**YOUR ASSIGNMENT**
What is the number of lines below that contain the word "snapshot"? Give only that number.

START STUDY MATERIAL

use log::{ info, warn };
use std::sync::Arc;
use tokio::sync::broadcast::{ self, error::RecvError };
use tokio::sync::Mutex;
use tokio::task::JoinHandle;

use crate::api::VoucherApi;
use crate::error::Result;
use crate::models::voucher::{ Voucher, VoucherFilters, VoucherInsights, VoucherPatch };

const CHANGE_BUFFER: usize = 64;

#[derive(Debug, Clone, PartialEq)]
pub enum VaultChange {
    Vouchers,
    Selection(Option<String>),
    Search(String),
    Insights,
    Loading(bool),
}

#[derive(Default)]
struct VaultInner {
    vouchers: Vec<Voucher>,
    selected_id: Option<String>,
    insights: Option<VoucherInsights>,
    loading: bool,
    search_query: String,
}

/// Client-side cache of vouchers, the current selection and the insights
/// snapshot.
pub struct VaultState {
    api: Arc<dyn VoucherApi>,
    inner: Mutex<VaultInner>,
    changes: broadcast::Sender<VaultChange>,
}

impl VaultState {
    pub fn new(api: Arc<dyn VoucherApi>) -> Self {
        let (changes, _) = broadcast::channel(CHANGE_BUFFER);
        Self {
            api,
            inner: Mutex::new(VaultInner::default()),
            changes,
        }
    }

    pub fn subscribe(&self) -> broadcast::Receiver<VaultChange> {
        self.changes.subscribe()
    }

    fn notify(&self, change: VaultChange) {
        let _ = self.changes.send(change);
    }

    pub async fn vouchers(&self) -> Vec<Voucher> {
        self.inner.lock().await.vouchers.clone()
    }

    pub async fn insights(&self) -> Option<VoucherInsights> {
        self.inner.lock().await.insights.clone()
    }

    pub async fn is_loading(&self) -> bool {
        self.inner.lock().await.loading
    }

    pub async fn search_query(&self) -> String {
        self.inner.lock().await.search_query.clone()
    }

    pub async fn selected_id(&self) -> Option<String> {
        self.inner.lock().await.selected_id.clone()
    }

    /// The selected voucher, if the id is set and still cached.
    pub async fn selected(&self) -> Option<Voucher> {
        let inner = self.inner.lock().await;
        let id = inner.selected_id.as_deref()?;
        inner.vouchers
            .iter()
            .find(|v| v.id == id)
            .cloned()
    }

    /// Vouchers matching the search query; everything when it is empty.
    pub async fn filtered(&self) -> Vec<Voucher> {
        let inner = self.inner.lock().await;
        let needle = inner.search_query.to_lowercase();
        if needle.is_empty() {
            return inner.vouchers.clone();
        }
        inner.vouchers
            .iter()
            .filter(|v| v.matches(&needle))
            .cloned()
            .collect()
    }

    pub async fn select_voucher(&self, id: &str) {
        self.inner.lock().await.selected_id = Some(id.to_string());
        self.notify(VaultChange::Selection(Some(id.to_string())));
    }

    pub async fn clear_selection(&self) {
        self.inner.lock().await.selected_id = None;
        self.notify(VaultChange::Selection(None));
    }

    pub async fn set_search_query(&self, query: &str) {
        self.inner.lock().await.search_query = query.to_string();
        self.notify(VaultChange::Search(query.to_string()));
    }

    /// Replaces the cached list with the server's page.
    pub async fn load_vouchers(&self, filters: &VoucherFilters) -> Result<()> {
        self.set_loading(true).await;
        let result = self.api.get_vouchers(filters).await;
        let outcome = match result {
            Ok(vouchers) => {
                info!("Loaded {} vouchers", vouchers.len());
                self.inner.lock().await.vouchers = vouchers;
                self.notify(VaultChange::Vouchers);
                Ok(())
            }
            Err(e) => {
                warn!("Failed to load vouchers: {}", e);
                Err(e)
            }
        };
        self.set_loading(false).await;
        outcome
    }

    async fn set_loading(&self, loading: bool) {
        self.inner.lock().await.loading = loading;
        self.notify(VaultChange::Loading(loading));
    }

    /// Refreshes the insights snapshot. Failures keep the previous one.
    pub async fn load_insights(&self) {
        match self.api.get_insights().await {
            Ok(insights) => {
                self.inner.lock().await.insights = Some(insights);
                self.notify(VaultChange::Insights);
            }
            Err(e) => warn!("Failed to load insights: {}", e),
        }
    }

    /// Replaces a voucher in place, or puts a new one first.
    pub async fn add_or_update(&self, voucher: Voucher) {
        {
            let mut inner = self.inner.lock().await;
            match inner.vouchers.iter().position(|v| v.id == voucher.id) {
                Some(idx) => {
                    inner.vouchers[idx] = voucher;
                }
                None => inner.vouchers.insert(0, voucher),
            }
        }
        self.notify(VaultChange::Vouchers);
    }

    /// Sends a partial update and caches the server's copy.
    pub async fn patch_voucher(&self, id: &str, patch: &VoucherPatch) -> Result<Voucher> {
        let updated = self.api.update_voucher(id, patch).await?;
        self.add_or_update(updated.clone()).await;
        self.load_insights().await;
        Ok(updated)
    }

    /// Fetches one voucher and caches it.
    pub async fn refresh_voucher(&self, id: &str) -> Result<Voucher> {
        let voucher = self.api.get_voucher_by_id(id).await?;
        self.add_or_update(voucher.clone()).await;
        Ok(voucher)
    }

    /// Caches a voucher produced by a chat turn and refreshes insights.
    pub async fn apply_analyzed(&self, voucher: Voucher) {
        self.add_or_update(voucher).await;
        self.load_insights().await;
    }

    /// Applies every voucher that arrives on `analyzed` until the sender is gone.
    pub fn follow(self: &Arc<Self>, mut analyzed: broadcast::Receiver<Voucher>) -> JoinHandle<()> {
        let vault = Arc::clone(self);
        tokio::spawn(async move {
            loop {
                match analyzed.recv().await {
                    Ok(voucher) => vault.apply_analyzed(voucher).await,
                    Err(RecvError::Lagged(skipped)) => {
                        warn!("Vault missed {} analyzed vouchers; reloading may be needed", skipped);
                    }
                    Err(RecvError::Closed) => {
                        break;
                    }
                }
            }
        })
    }
}
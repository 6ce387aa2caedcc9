use base64::{ engine::general_purpose::STANDARD, Engine as _ };
use std::path::Path;

use crate::error::{ ClientError, Result };

/// A receipt file picked by the user, held in memory until it is sent.
#[derive(Clone, Debug, PartialEq, Eq)]
pub struct Attachment {
    pub file_name: String,
    pub mime: String,
    pub bytes: Vec<u8>,
}

impl Attachment {
    pub fn new(file_name: impl Into<String>, mime: impl Into<String>, bytes: Vec<u8>) -> Self {
        Self {
            file_name: file_name.into(),
            mime: mime.into(),
            bytes,
        }
    }

    pub async fn from_path(path: impl AsRef<Path>) -> Result<Self> {
        let path = path.as_ref();
        let bytes = tokio::fs::read(path).await?;
        let file_name = path
            .file_name()
            .and_then(|n| n.to_str())
            .map(str::to_string)
            .ok_or_else(|| ClientError::Encode(format!("no file name in '{}'", path.display())))?;
        let mime = mime_for(&file_name);
        Ok(Self { file_name, mime, bytes })
    }

    pub fn to_base64(&self) -> String {
        STANDARD.encode(&self.bytes)
    }

    /// Base64 of the bytes, computed on the blocking pool.
    pub async fn encode(&self) -> Result<String> {
        let bytes = self.bytes.clone();
        tokio::task
            ::spawn_blocking(move || STANDARD.encode(bytes)).await
            .map_err(|e| ClientError::Encode(e.to_string()))
    }
}

/// MIME type by file extension, `application/octet-stream` when unknown.
pub fn mime_for(file_name: &str) -> String {
    mime_guess::from_path(file_name).first_or_octet_stream().essence_str().to_string()
}
//! Distribution archive.
//!
//! Bundles the native toolchain binary and the source trees it needs at run
//! time into one gzip-compressed tarball:
//!
//! ```text
//! oftb.tar.gz
//! ├── oftb
//! ├── macro-expander/...
//! └── ministd/...
//! ```
//!
//! Entries are added in sorted order with deterministic headers, so the same
//! inputs always produce the same archive bytes.

use std::fs;
use std::io;
use std::path::{self, Path, PathBuf};

use flate2::Compression;
use flate2::write::GzEncoder;
use serde::Serialize;
use tar::{Builder, HeaderMode};
use thiserror::Error;
use tracing::{debug, info};
use walkdir::WalkDir;

use crate::config::BootstrapConfig;
use crate::consts::{ARCHIVE_NAME, TOOLCHAIN_BIN_NAME};
use crate::util::fs::{persist, staging_file};
use crate::util::hash::{ContentHash, hash_file};

#[derive(Debug, Error)]
pub enum PackageError {
  /// An input was absent; nothing was written.
  #[error("cannot package missing input: {0}")]
  MissingInput(PathBuf),

  #[error("failed to walk {path}: {source}")]
  Walk {
    path: PathBuf,
    #[source]
    source: walkdir::Error,
  },

  #[error("failed to write archive {path}: {source}")]
  Write {
    path: PathBuf,
    #[source]
    source: io::Error,
  },
}

/// What goes into the archive and where it is written.
#[derive(Debug, Clone)]
pub struct ArchiveSpec {
  /// Native toolchain binary; stored as `oftb`.
  pub executable: PathBuf,
  /// Directory the source trees are relative to.
  pub root: PathBuf,
  /// Source trees, stored under their root-relative paths.
  pub trees: Vec<PathBuf>,
  pub output: PathBuf,
}

impl ArchiveSpec {
  /// The standard archive for `config`, written to `output` or `<root>/oftb.tar.gz`.
  pub fn from_config(config: &BootstrapConfig, executable: PathBuf, output: Option<PathBuf>) -> Self {
    Self {
      executable,
      root: config.root.clone(),
      trees: config.source_trees(),
      output: output.unwrap_or_else(|| config.root.join(ARCHIVE_NAME)),
    }
  }
}

#[derive(Debug, Clone, Serialize)]
pub struct ArchiveReport {
  pub path: PathBuf,
  pub entries: usize,
  pub bytes: u64,
  pub digest: ContentHash,
}

/// Write the archive described by `spec`.
///
/// All inputs are checked before anything is written. The archive is built in
/// a temporary file next to `spec.output` and renamed into place only when
/// complete.
pub fn make_archive(spec: &ArchiveSpec) -> Result<ArchiveReport, PackageError> {
  if !spec.executable.is_file() {
    return Err(PackageError::MissingInput(spec.executable.clone()));
  }
  for tree in &spec.trees {
    if !spec.root.join(tree).is_dir() {
      return Err(PackageError::MissingInput(tree.clone()));
    }
  }

  let write_error = |source: io::Error| PackageError::Write {
    path: spec.output.clone(),
    source,
  };

  let staged = staging_file(&spec.output).map_err(write_error)?;
  let encoder = GzEncoder::new(staged.as_file(), Compression::default());
  let mut builder = Builder::new(encoder);
  builder.mode(HeaderMode::Deterministic);

  builder
    .append_path_with_name(&spec.executable, TOOLCHAIN_BIN_NAME)
    .map_err(write_error)?;
  let mut entries = 1;

  // The output may live inside a packaged tree; never archive it or its staging file.
  let skip = [
    path::absolute(&spec.output).map_err(write_error)?,
    path::absolute(staged.path()).map_err(write_error)?,
  ];
  for tree in &spec.trees {
    entries += append_tree(&mut builder, &spec.root, tree, &spec.output, &skip)?;
  }

  let encoder = builder.into_inner().map_err(write_error)?;
  encoder.finish().map_err(write_error)?;
  staged.as_file().sync_all().map_err(write_error)?;
  persist(staged, &spec.output).map_err(write_error)?;

  let bytes = fs::metadata(&spec.output).map_err(write_error)?.len();
  let digest = hash_file(&spec.output).map_err(write_error)?;
  info!(path = %spec.output.display(), entries, bytes, "archive written");

  Ok(ArchiveReport {
    path: spec.output.clone(),
    entries,
    bytes,
    digest,
  })
}

/// Append `tree` and everything below it, in file-name order.
fn append_tree<W: io::Write>(
  builder: &mut Builder<W>,
  root: &Path,
  tree: &Path,
  output: &Path,
  skip: &[PathBuf],
) -> Result<usize, PackageError> {
  let write_error = |source: io::Error| PackageError::Write {
    path: output.to_path_buf(),
    source,
  };
  let base = path::absolute(root.join(tree)).map_err(write_error)?;
  let mut count = 0;

  for entry in WalkDir::new(&base).sort_by_file_name() {
    let entry = entry.map_err(|source| PackageError::Walk {
      path: base.clone(),
      source,
    })?;
    let path = entry.path();
    if skip.iter().any(|skipped| skipped == path) {
      continue;
    }

    let relative = path.strip_prefix(&base).unwrap_or(path);
    let name = tree.join(relative);

    if entry.file_type().is_dir() {
      builder.append_dir(&name, path).map_err(write_error)?;
    } else {
      builder.append_path_with_name(path, &name).map_err(write_error)?;
    }
    debug!(entry = %name.display(), "archived");
    count += 1;
  }

  Ok(count)
}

END STUDY MATERIAL

**SOLUTION TO THIS EXERCISE**
2